To evaluate stress-strain characteristics of tubular materials at the large strain range, hydraulic bulging tests under axial compressive force have been performed. An intelligent inverse strategy integrating FE simulations with gradient-based optimization algorithms is proposed to process and analyze the collected T-branch height, punch displacement and axial feeding force during the experiment. The determined material parameters using the inverse scheme based on the novel bulge test are compared with that obtained by the tensile test and a theoretical analysis. The main conclusions can be drawn as follows:

(1) The values of the strength coefficient and hardening exponent of EN AW 5049-O and 6060-O aluminium tubes calculated by the above three methods are different, and the hydraulic bulge test can characterize the mechanical properties of tubular materials in the range of larger strains and reduce the extrapolation of stress-strain data in FE simulations compared with the uniaxial tensile test.
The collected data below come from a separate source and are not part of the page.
use crate::config::DisplayConfig;
use crate::history::DetectionRecord;
use crate::status::ConnectionStatus;
use std::fmt::Write as _;

/// One rendered history row: the record plus its resolved display height
#[derive(Debug, Clone, PartialEq)]
pub struct FeedRow {
    pub record: DetectionRecord,
    pub height: f32,
}

/// Renders the feed screen as text.
///
/// Lines are terminated with CRLF so output stays aligned while the
/// keyboard listener holds the terminal in raw mode.
pub struct FeedView {
    max_rows: usize,
}

impl FeedView {
    pub fn new(display: &DisplayConfig) -> Self {
        Self {
            max_rows: display.max_rows,
        }
    }

    /// Number of history rows the view will show
    pub fn max_rows(&self) -> usize {
        self.max_rows
    }

    /// Render the full feed screen: status, latest image, history rows
    pub fn render(
        &self,
        status: ConnectionStatus,
        current_image: Option<&str>,
        rows: &[FeedRow],
    ) -> String {
        let mut out = String::new();

        let _ = write!(out, "Door Safety Monitor\r\n");
        let _ = write!(out, "Status: {}\r\n", status);

        match current_image {
            Some(url) => {
                let _ = write!(out, "Latest image: {}\r\n", url);
            }
            None => {
                let _ = write!(out, "Latest image: (none)\r\n");
            }
        }

        let _ = write!(out, "\r\nDetection history ({}):\r\n", rows.len());
        if rows.is_empty() {
            let _ = write!(out, "  (no detections yet)\r\n");
        }

        for row in rows.iter().take(self.max_rows) {
            let _ = write!(
                out,
                "  {}  {}  [{:.0}px]\r\n",
                row.record.time, row.record.url, row.height
            );
        }

        let _ = write!(out, "\r\nPress 'r' to refresh, 'q' to quit\r\n");
        out
    }
}

#[cfg(test)]
mod tests {
    use super::*;
    use crate::config::DoorwatchConfig;

    fn view() -> FeedView {
        FeedView::new(&DoorwatchConfig::default().display)
    }

    fn row(url: &str, time: &str, height: f32) -> FeedRow {
        FeedRow {
            record: DetectionRecord::new(url, time),
            height,
        }
    }

    #[test]
    fn test_render_empty_history() {
        let screen = view().render(ConnectionStatus::Disconnected, None, &[]);

        assert!(screen.contains("Status: Disconnected"));
        assert!(screen.contains("Latest image: (none)"));
        assert!(screen.contains("(no detections yet)"));
    }

    #[test]
    fn test_render_rows_newest_first() {
        let rows = vec![
            row("https://x/b.png", "t2", 250.0),
            row("https://x/a.png", "t1", 175.0),
        ];
        let screen = view().render(
            ConnectionStatus::Detected,
            Some("https://x/b.png"),
            &rows,
        );

        assert!(screen.contains("Status: New detection received"));
        assert!(screen.contains("Latest image: https://x/b.png"));

        let b_pos = screen.find("t2  https://x/b.png  [250px]").unwrap();
        let a_pos = screen.find("t1  https://x/a.png  [175px]").unwrap();
        assert!(b_pos < a_pos);
    }

    #[test]
    fn test_render_truncates_to_max_rows() {
        let mut display = DoorwatchConfig::default().display;
        display.max_rows = 2;
        let view = FeedView::new(&display);

        let rows: Vec<FeedRow> = (0..5)
            .map(|i| row(&format!("https://x/{}.png", i), "t", 100.0))
            .collect();
        let screen = view.render(ConnectionStatus::Connected, None, &rows);

        assert!(screen.contains("https://x/0.png"));
        assert!(screen.contains("https://x/1.png"));
        assert!(!screen.contains("https://x/2.png"));
    }
}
(2) The proposed automatic inverse identification framework can be extended to the tube hydraulic bulge test under axial compressive force, and its capabilities for post-processing experimental resources have been verified by characterizing two different types of thin-walled tubes. The analytical model is a simple method to determine the stress-strain data from the bulge test compared with the complex inverse strategy and can sometimes improve the results accuracy compared with that from the uniaxial tensile test.

(3) Predicted bulge height and axial feeding force from FE simulations using material parameters identified by the inverse modelling technique, analytical model based on the bulge test and uniaxial tensile test are used for comparison with the experimental data. The results show that the inverse model leads to the smallest fitting error between numerical and experimental values, which means the intelligent inverse identification framework is the most accurate post-processing procedure to characterize mechanical properties of tubular materials.

Data availability statement

The raw data required to reproduce these findings can be available from the corresponding author upon reasonable request.

Declaration of competing interest

The authors declare that they have no conflicts of interest in this work.

Biography

Bin Zhang is the Ph.D. fellow at Department of Materials and Production, Aalborg University, Denmark. He is working on the intelligent and automatic optimization of advanced manufacturing processes.